Fences have been used for centuries for identifying property lines and to corral and protect livestock. A similar structure can be utilized to protect financial integrity, your business from certain risks and to facilitate the production of wealth. Don Hofstrand of Iowa State University refers to this structure as the “Solvency-Liquidity Fence”.
Building materials for the “Solvency-Liquidity Fence” are very low in cost and are readily available. Similar to the building of any good, strong, functional fence it does take a minimal amount of planning and dedication along with a fair level of effort to realize available, substantial benefits. The bill of materials for this project includes beginning and ending Balance Sheets (BS), a Farm Earnings Statement also known as an Income Statement (FE) and a Cash Flow (CF) Statement.
A CF Statement is a listing of the cash in and out flows for your business over the accounting year, typically a calendar year for many farm businesses.

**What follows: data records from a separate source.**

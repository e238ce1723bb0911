//! Values, static name checking, and evaluation of parsed constraint
//! expressions.

use std::cmp::Ordering;
use std::collections::HashMap;
use std::fmt;

use super::parse::BinOp;
use super::parse::Expr;
use super::parse::MacroKind;

#[derive(Debug, Clone, PartialEq)]
pub(crate) enum Value {
    Null,
    Bool(bool),
    Int(i64),
    Double(f64),
    String(String),
    List(Vec<Value>),
}

impl Value {
    fn type_name(&self) -> &'static str {
        match self {
            Value::Null => "null",
            Value::Bool(_) => "bool",
            Value::Int(_) => "int",
            Value::Double(_) => "double",
            Value::String(_) => "string",
            Value::List(_) => "list",
        }
    }

    fn as_f64(&self) -> Option<f64> {
        match self {
            Value::Int(n) => Some(*n as f64),
            Value::Double(n) => Some(*n),
            _ => None,
        }
    }
}

impl fmt::Display for Value {
    fn fmt(&self, f: &mut fmt::Formatter<'_>) -> fmt::Result {
        match self {
            Value::Null => f.write_str("null"),
            Value::Bool(b) => write!(f, "{b}"),
            Value::Int(n) => write!(f, "{n}"),
            Value::Double(n) => write!(f, "{n}"),
            Value::String(s) => f.write_str(s),
            Value::List(items) => {
                f.write_str("[")?;
                for (idx, item) in items.iter().enumerate() {
                    if idx > 0 {
                        f.write_str(", ")?;
                    }
                    write!(f, "{item}")?;
                }
                f.write_str("]")
            }
        }
    }
}

const METHODS: &[&str] = &[
    "contains",
    "startsWith",
    "endsWith",
    "matches",
    "size",
    "lowerAscii",
    "upperAscii",
];

const FUNCTIONS: &[&str] = &["size", "int", "double", "string", "matches"];

/// Rejects identifiers that are not declared parameters (or macro variables
/// in scope) and calls to functions outside the supported vocabulary.
pub(crate) fn check(expr: &Expr, declared: &[String]) -> Result<(), String> {
    let mut scope: Vec<String> = declared.to_vec();
    check_in(expr, &mut scope)
}

fn check_in(expr: &Expr, scope: &mut Vec<String>) -> Result<(), String> {
    match expr {
        Expr::Lit(_) => Ok(()),
        Expr::Ident(name) => {
            if scope.iter().any(|declared| declared == name) {
                Ok(())
            } else {
                Err(format!("undeclared reference to '{name}'"))
            }
        }
        Expr::List(items) => items.iter().try_for_each(|item| check_in(item, scope)),
        Expr::Not(inner) | Expr::Neg(inner) => check_in(inner, scope),
        Expr::Binary(_, lhs, rhs) | Expr::Index(lhs, rhs) => {
            check_in(lhs, scope)?;
            check_in(rhs, scope)
        }
        Expr::Cond(cond, then, otherwise) => {
            check_in(cond, scope)?;
            check_in(then, scope)?;
            check_in(otherwise, scope)
        }
        Expr::Call(name, args) => {
            if !FUNCTIONS.contains(&name.as_str()) {
                return Err(format!("undeclared reference to function '{name}'"));
            }
            args.iter().try_for_each(|arg| check_in(arg, scope))
        }
        Expr::Method(target, name, args) => {
            if !METHODS.contains(&name.as_str()) {
                return Err(format!("undeclared reference to function '{name}'"));
            }
            check_in(target, scope)?;
            args.iter().try_for_each(|arg| check_in(arg, scope))
        }
        Expr::Macro {
            target, var, body, ..
        } => {
            check_in(target, scope)?;
            scope.push(var.clone());
            let result = check_in(body, scope);
            scope.pop();
            result
        }
    }
}

/// Variable bindings visible to one evaluation.
pub(crate) struct Activation<'a> {
    params: &'a HashMap<String, Value>,
    locals: Vec<(String, Value)>,
}

impl<'a> Activation<'a> {
    pub(crate) fn new(params: &'a HashMap<String, Value>) -> Self {
        Self {
            params,
            locals: Vec::new(),
        }
    }

    fn lookup(&self, name: &str) -> Result<Value, String> {
        if let Some((_, value)) = self.locals.iter().rev().find(|(local, _)| local == name) {
            return Ok(value.clone());
        }
        self.params
            .get(name)
            .cloned()
            .ok_or_else(|| format!("no such attribute '{name}'"))
    }

    pub(crate) fn eval(&mut self, expr: &Expr) -> Result<Value, String> {
        match expr {
            Expr::Lit(value) => Ok(value.clone()),
            Expr::Ident(name) => self.lookup(name),
            Expr::List(items) => items
                .iter()
                .map(|item| self.eval(item))
                .collect::<Result<Vec<_>, _>>()
                .map(Value::List),
            Expr::Not(inner) => match self.eval(inner)? {
                Value::Bool(b) => Ok(Value::Bool(!b)),
                other => Err(no_overload("!", &[&other])),
            },
            Expr::Neg(inner) => match self.eval(inner)? {
                Value::Int(n) => n
                    .checked_neg()
                    .map(Value::Int)
                    .ok_or_else(|| "integer overflow".to_string()),
                Value::Double(n) => Ok(Value::Double(-n)),
                other => Err(no_overload("-", &[&other])),
            },
            Expr::Binary(BinOp::And, lhs, rhs) => {
                if !self.eval_bool(lhs, "&&")? {
                    return Ok(Value::Bool(false));
                }
                Ok(Value::Bool(self.eval_bool(rhs, "&&")?))
            }
            Expr::Binary(BinOp::Or, lhs, rhs) => {
                if self.eval_bool(lhs, "||")? {
                    return Ok(Value::Bool(true));
                }
                Ok(Value::Bool(self.eval_bool(rhs, "||")?))
            }
            Expr::Binary(op, lhs, rhs) => {
                let lhs = self.eval(lhs)?;
                let rhs = self.eval(rhs)?;
                binary(*op, lhs, rhs)
            }
            Expr::Cond(cond, then, otherwise) => {
                if self.eval_bool(cond, "?:")? {
                    self.eval(then)
                } else {
                    self.eval(otherwise)
                }
            }
            Expr::Call(name, args) => {
                let args = self.eval_args(args)?;
                call_function(name, &args)
            }
            Expr::Method(target, name, args) => {
                let target = self.eval(target)?;
                let args = self.eval_args(args)?;
                call_method(&target, name, &args)
            }
            Expr::Index(target, index) => {
                let target = self.eval(target)?;
                let index = self.eval(index)?;
                match (&target, &index) {
                    (Value::List(items), Value::Int(n)) => usize::try_from(*n)
                        .ok()
                        .and_then(|idx| items.get(idx))
                        .cloned()
                        .ok_or_else(|| format!("index {n} out of range")),
                    _ => Err(no_overload("[]", &[&target, &index])),
                }
            }
            Expr::Macro {
                kind,
                target,
                var,
                body,
            } => {
                let items = match self.eval(target)? {
                    Value::List(items) => items,
                    other => return Err(no_overload(macro_name(*kind), &[&other])),
                };
                let mut matched = 0usize;
                for item in items {
                    self.locals.push((var.clone(), item));
                    let result = self.eval_bool(body, macro_name(*kind));
                    self.locals.pop();
                    let hit = result?;
                    match kind {
                        MacroKind::Exists if hit => return Ok(Value::Bool(true)),
                        MacroKind::All if !hit => return Ok(Value::Bool(false)),
                        _ => {}
                    }
                    if hit {
                        matched += 1;
                    }
                }
                Ok(Value::Bool(match kind {
                    MacroKind::Exists => false,
                    MacroKind::All => true,
                    MacroKind::ExistsOne => matched == 1,
                }))
            }
        }
    }

    fn eval_bool(&mut self, expr: &Expr, context: &str) -> Result<bool, String> {
        match self.eval(expr)? {
            Value::Bool(b) => Ok(b),
            other => Err(no_overload(context, &[&other])),
        }
    }

    fn eval_args(&mut self, args: &[Expr]) -> Result<Vec<Value>, String> {
        args.iter().map(|arg| self.eval(arg)).collect()
    }
}

fn macro_name(kind: MacroKind) -> &'static str {
    match kind {
        MacroKind::Exists => "exists",
        MacroKind::All => "all",
        MacroKind::ExistsOne => "exists_one",
    }
}

fn no_overload(op: &str, operands: &[&Value]) -> String {
    let types: Vec<&str> = operands.iter().map(|v| v.type_name()).collect();
    format!("no such overload: {op}({})", types.join(", "))
}

fn values_equal(a: &Value, b: &Value) -> bool {
    match (a.as_f64(), b.as_f64()) {
        (Some(x), Some(y)) => x == y,
        _ => match (a, b) {
            (Value::List(xs), Value::List(ys)) => {
                xs.len() == ys.len() && xs.iter().zip(ys).all(|(x, y)| values_equal(x, y))
            }
            _ => a == b,
        },
    }
}

fn compare(a: &Value, b: &Value) -> Option<Ordering> {
    match (a, b) {
        (Value::Int(x), Value::Int(y)) => Some(x.cmp(y)),
        (Value::String(x), Value::String(y)) => Some(x.cmp(y)),
        (Value::Bool(x), Value::Bool(y)) => Some(x.cmp(y)),
        _ => a.as_f64()?.partial_cmp(&b.as_f64()?),
    }
}

fn binary(op: BinOp, lhs: Value, rhs: Value) -> Result<Value, String> {
    let symbol = match op {
        BinOp::Eq => return Ok(Value::Bool(values_equal(&lhs, &rhs))),
        BinOp::Ne => return Ok(Value::Bool(!values_equal(&lhs, &rhs))),
        BinOp::In => {
            return match &rhs {
                Value::List(items) => Ok(Value::Bool(
                    items.iter().any(|item| values_equal(&lhs, item)),
                )),
                _ => Err(no_overload("in", &[&lhs, &rhs])),
            };
        }
        BinOp::Lt => "<",
        BinOp::Le => "<=",
        BinOp::Gt => ">",
        BinOp::Ge => ">=",
        BinOp::Add => "+",
        BinOp::Sub => "-",
        BinOp::Mul => "*",
        BinOp::Div => "/",
        BinOp::Rem => "%",
        BinOp::And => "&&",
        BinOp::Or => "||",
    };

    if matches!(op, BinOp::Lt | BinOp::Le | BinOp::Gt | BinOp::Ge) {
        let ord = compare(&lhs, &rhs).ok_or_else(|| no_overload(symbol, &[&lhs, &rhs]))?;
        return Ok(Value::Bool(match op {
            BinOp::Lt => ord.is_lt(),
            BinOp::Le => ord.is_le(),
            BinOp::Gt => ord.is_gt(),
            _ => ord.is_ge(),
        }));
    }

    match (op, &lhs, &rhs) {
        (BinOp::Add, Value::String(a), Value::String(b)) => Ok(Value::String(format!("{a}{b}"))),
        (BinOp::Add, Value::List(a), Value::List(b)) => {
            Ok(Value::List(a.iter().chain(b).cloned().collect()))
        }
        (_, Value::Int(a), Value::Int(b)) => {
            let (a, b) = (*a, *b);
            let result = match op {
                BinOp::Add => a.checked_add(b),
                BinOp::Sub => a.checked_sub(b),
                BinOp::Mul => a.checked_mul(b),
                BinOp::Div if b == 0 => return Err("division by zero".to_string()),
                BinOp::Div => a.checked_div(b),
                BinOp::Rem if b == 0 => return Err("modulus by zero".to_string()),
                BinOp::Rem => a.checked_rem(b),
                _ => return Err(no_overload(symbol, &[&lhs, &rhs])),
            };
            result
                .map(Value::Int)
                .ok_or_else(|| "integer overflow".to_string())
        }
        _ => match (lhs.as_f64(), rhs.as_f64()) {
            (Some(a), Some(b)) => match op {
                BinOp::Add => Ok(Value::Double(a + b)),
                BinOp::Sub => Ok(Value::Double(a - b)),
                BinOp::Mul => Ok(Value::Double(a * b)),
                BinOp::Div => Ok(Value::Double(a / b)),
                _ => Err(no_overload(symbol, &[&lhs, &rhs])),
            },
            _ => Err(no_overload(symbol, &[&lhs, &rhs])),
        },
    }
}

fn size_of(value: &Value) -> Result<Value, String> {
    match value {
        Value::String(s) => Ok(Value::Int(s.chars().count() as i64)),
        Value::List(items) => Ok(Value::Int(items.len() as i64)),
        other => Err(no_overload("size", &[other])),
    }
}

fn regex_match(text: &str, pattern: &str) -> Result<Value, String> {
    let re = regex_lite::Regex::new(pattern)
        .map_err(|e| format!("invalid regular expression {pattern:?}: {e}"))?;
    Ok(Value::Bool(re.is_match(text)))
}

fn call_function(name: &str, args: &[Value]) -> Result<Value, String> {
    match (name, args) {
        ("size", [value]) => size_of(value),
        ("matches", [Value::String(text), Value::String(pattern)]) => regex_match(text, pattern),
        ("int", [value]) => match value {
            Value::Int(n) => Ok(Value::Int(*n)),
            Value::Double(n) if n.is_finite() && n.abs() < 9.2e18 => {
                Ok(Value::Int(n.trunc() as i64))
            }
            Value::String(s) => s
                .trim()
                .parse::<i64>()
                .map(Value::Int)
                .map_err(|_| format!("cannot convert {s:?} to int")),
            Value::Bool(b) => Ok(Value::Int(i64::from(*b))),
            other => Err(format!("cannot convert {other} to int")),
        },
        ("double", [value]) => match value {
            Value::Int(n) => Ok(Value::Double(*n as f64)),
            Value::Double(n) => Ok(Value::Double(*n)),
            Value::String(s) => s
                .trim()
                .parse::<f64>()
                .map(Value::Double)
                .map_err(|_| format!("cannot convert {s:?} to double")),
            other => Err(no_overload("double", &[other])),
        },
        ("string", [value]) => Ok(Value::String(value.to_string())),
        _ => {
            let refs: Vec<&Value> = args.iter().collect();
            Err(no_overload(name, &refs))
        }
    }
}

fn call_method(target: &Value, name: &str, args: &[Value]) -> Result<Value, String> {
    match (target, name, args) {
        (_, "size", []) => size_of(target),
        (Value::String(s), "contains", [Value::String(needle)]) => {
            Ok(Value::Bool(s.contains(needle.as_str())))
        }
        (Value::String(s), "startsWith", [Value::String(prefix)]) => {
            Ok(Value::Bool(s.starts_with(prefix.as_str())))
        }
        (Value::String(s), "endsWith", [Value::String(suffix)]) => {
            Ok(Value::Bool(s.ends_with(suffix.as_str())))
        }
        (Value::String(s), "matches", [Value::String(pattern)]) => regex_match(s, pattern),
        (Value::String(s), "lowerAscii", []) => Ok(Value::String(s.to_ascii_lowercase())),
        (Value::String(s), "upperAscii", []) => Ok(Value::String(s.to_ascii_uppercase())),
        _ => {
            let mut refs = vec![target];
            refs.extend(args.iter());
            Err(no_overload(name, &refs))
        }
    }
}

Although related, Cash Flow and Profit are different!
While the CF Statement lists cash in and outflows from the business, the FE Statement calculates Net Income. What is the difference? Most cash inflows are income and cash outflows are expenses depending on the timing involved. For purposes of cash flow incomes are only inflows when the check is received and similarly, expenses are outflow when the check is written. In contrast, the FE Statement records income as it is produced and expenses as they are incurred regardless of when the cash transaction takes place.
This also includes farm production inventory. Feed and cattle inventory on many dairy farms represent significant dollar value. But they only produce cash inflows when sold or fed to produce milk and cattle and the product is sold. In contrast, their dollar value when held in inventory must be considered in the year’s production to adequately credit the business for produced value. When current inventory dollar values increase from one year to the next they add to business Liquidity, the ability to meet cash obligations as they are due, and Solvency, a positive Net Worth, but lower Liquidity and Solvency when inventories decline.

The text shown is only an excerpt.